I first met Christian Overman in 1999 at a Colorado Springs conference organized by Chuck Colson. (I also ran into an old college friend whom I hadn’t seen for 28 years since we had studied the Bible together in our dorm on the University of Michigan’s North Campus. He has since gone on to be become the editor of Touchstone magazine, a wonderful publication. That’s another story.) Anyway, meeting Christian, hale, hearty, and enthusiastic, was like meeting another old friend, except that we had never met before.  We have since become very good friends, and I want you to become his friend as well.  The work he does with Worldview Matters is terribly valuable. His guest blog introduces his work that “brings meaning to life.”

—Bob Osburn

Followers of Christ in the United States are coming to the sober realization that the biblical foundations for law, civil government, and family that once provided commonly accepted harbor lights for society have been replaced. An incessant move toward the secularization of society and the privatization of Christianity that took place in the 20th Century was enormously successful, being expedited greatly through elementary and secondary schools.  

Some may think state schools are neutral when it comes to matters of faith. But this question of not mixing faith with education must be carefully re-examined. The question is not whether faith will be allowed to mix with education, but which faith will be mixed? The fact is, faith is being mixed with common schools today on a daily basis. It’s just a different kind of faith than the one that was mixed with U.S. schools for some 200 years. The biblio-centric faith of Noah Webster, the former “Schoolmaster of the Nation,” has been replaced by the non-theistic faith of John Dewey [his term].  
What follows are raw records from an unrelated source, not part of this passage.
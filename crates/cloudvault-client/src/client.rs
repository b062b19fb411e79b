//! The request function every endpoint wrapper goes through.

use std::time::Duration;

use reqwest::Method;
use reqwest::multipart::Form;
use serde::Serialize;
use serde::de::DeserializeOwned;

use cloudvault_core::config::api::ApiConfig;
use cloudvault_core::error::AppError;
use cloudvault_core::result::AppResult;

use crate::decode::{self, DecodeContext};

/// Body of an outgoing request.
#[derive(Debug)]
pub enum RequestBody {
    /// No body.
    Empty,
    /// JSON body.
    Json(serde_json::Value),
    /// `application/x-www-form-urlencoded` body.
    Form(Vec<(String, String)>),
    /// `multipart/form-data` body.
    Multipart(Form),
}

impl RequestBody {
    /// Serialize a value into a JSON body.
    pub fn json<T: Serialize>(value: &T) -> AppResult<Self> {
        Ok(Self::Json(serde_json::to_value(value)?))
    }

    fn decode_context(&self) -> DecodeContext {
        match self {
            Self::Multipart(_) => DecodeContext::UPLOAD,
            _ => DecodeContext::JSON,
        }
    }
}

/// Client for the CloudVault REST API.
///
/// Cheap to clone; the underlying connection pool is shared.
#[derive(Debug, Clone)]
pub struct ApiClient {
    http: reqwest::Client,
    base_url: String,
    public_base_url: String,
}

impl ApiClient {
    /// Build a client from configuration.
    pub fn new(config: &ApiConfig) -> AppResult<Self> {
        let http = reqwest::Client::builder()
            .timeout(Duration::from_secs(config.request_timeout_seconds))
            .user_agent(config.user_agent.clone())
            .build()
            .map_err(|e| AppError::configuration(format!("Failed to build HTTP client: {e}")))?;

        Ok(Self {
            http,
            base_url: trim_base(&config.base_url),
            public_base_url: trim_base(config.public_base()),
        })
    }

    /// Build a client against a base URL with default settings.
    pub fn with_base_url(base_url: impl Into<String>) -> AppResult<Self> {
        Self::new(&ApiConfig {
            base_url: base_url.into(),
            ..ApiConfig::default()
        })
    }

    /// Use a custom HTTP client (for connection pool reuse or testing).
    #[must_use]
    pub fn with_http_client(mut self, client: reqwest::Client) -> Self {
        self.http = client;
        self
    }

    /// Base path endpoints are appended to.
    pub fn base_url(&self) -> &str {
        &self.base_url
    }

    /// Absolute URL of an endpoint.
    pub fn url(&self, endpoint: &str) -> String {
        format!("{}{}", self.base_url, endpoint)
    }

    /// Absolute URL of a public endpoint (download links).
    pub fn public_url(&self, endpoint: &str) -> String {
        format!("{}{}", self.public_base_url, endpoint)
    }

    /// Perform a request and decode the JSON response.
    ///
    /// Multipart bodies use the upload wording for errors; everything else
    /// uses the plain JSON wording. Classification is identical.
    pub async fn request<T: DeserializeOwned>(
        &self,
        method: Method,
        endpoint: &str,
        body: RequestBody,
        token: Option<&str>,
    ) -> AppResult<T> {
        let ctx = body.decode_context();
        self.request_with(method, endpoint, body, token, ctx).await
    }

    /// [`request`](Self::request) with explicit error wording.
    pub async fn request_with<T: DeserializeOwned>(
        &self,
        method: Method,
        endpoint: &str,
        body: RequestBody,
        token: Option<&str>,
        ctx: DecodeContext,
    ) -> AppResult<T> {
        let response = self.send(method, endpoint, body, token).await?;
        decode::decode_response(response, ctx).await
    }

    /// Send a request and return the raw response without decoding.
    pub(crate) async fn send(
        &self,
        method: Method,
        endpoint: &str,
        body: RequestBody,
        token: Option<&str>,
    ) -> AppResult<reqwest::Response> {
        let url = self.url(endpoint);
        tracing::debug!(method = %method, endpoint, "Sending API request");

        let mut builder = self.http.request(method.clone(), &url);
        if let Some(token) = token {
            builder = builder.bearer_auth(token);
        }
        builder = match body {
            RequestBody::Empty => builder,
            RequestBody::Json(value) => builder.json(&value),
            RequestBody::Form(fields) => builder.form(&fields),
            RequestBody::Multipart(form) => builder.multipart(form),
        };

        let response = builder.send().await.map_err(|e| {
            tracing::warn!(method = %method, endpoint, error = %e, "API request failed");
            AppError::from(e)
        })?;

        tracing::debug!(
            method = %method,
            endpoint,
            status = response.status().as_u16(),
            "API response received"
        );
        Ok(response)
    }

    /// GET a JSON resource.
    pub async fn get_json<T: DeserializeOwned>(
        &self,
        endpoint: &str,
        token: Option<&str>,
    ) -> AppResult<T> {
        self.request(Method::GET, endpoint, RequestBody::Empty, token)
            .await
    }

    /// POST a JSON body.
    pub async fn post_json<B: Serialize, T: DeserializeOwned>(
        &self,
        endpoint: &str,
        body: &B,
        token: Option<&str>,
    ) -> AppResult<T> {
        self.request(Method::POST, endpoint, RequestBody::json(body)?, token)
            .await
    }

    /// DELETE a resource.
    pub async fn delete_json<T: DeserializeOwned>(
        &self,
        endpoint: &str,
        token: Option<&str>,
    ) -> AppResult<T> {
        self.request(Method::DELETE, endpoint, RequestBody::Empty, token)
            .await
    }
}

fn trim_base(url: &str) -> String {
    url.trim_end_matches('/').to_string()
}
My biggest concern about young Christians being indoctrinated by secularized schools, however, is not that they will become atheists. My biggest concern is that they will become Christian dualists. A Christian dualist is one who reads the Bible, prays, and goes to Church on Sunday, yet doesn’t make any significant connection between God’s Word and what goes on in the Monday through Friday work world, because they think “faith” is a personal, private matter, and the workplace is public, and therefore “secular.”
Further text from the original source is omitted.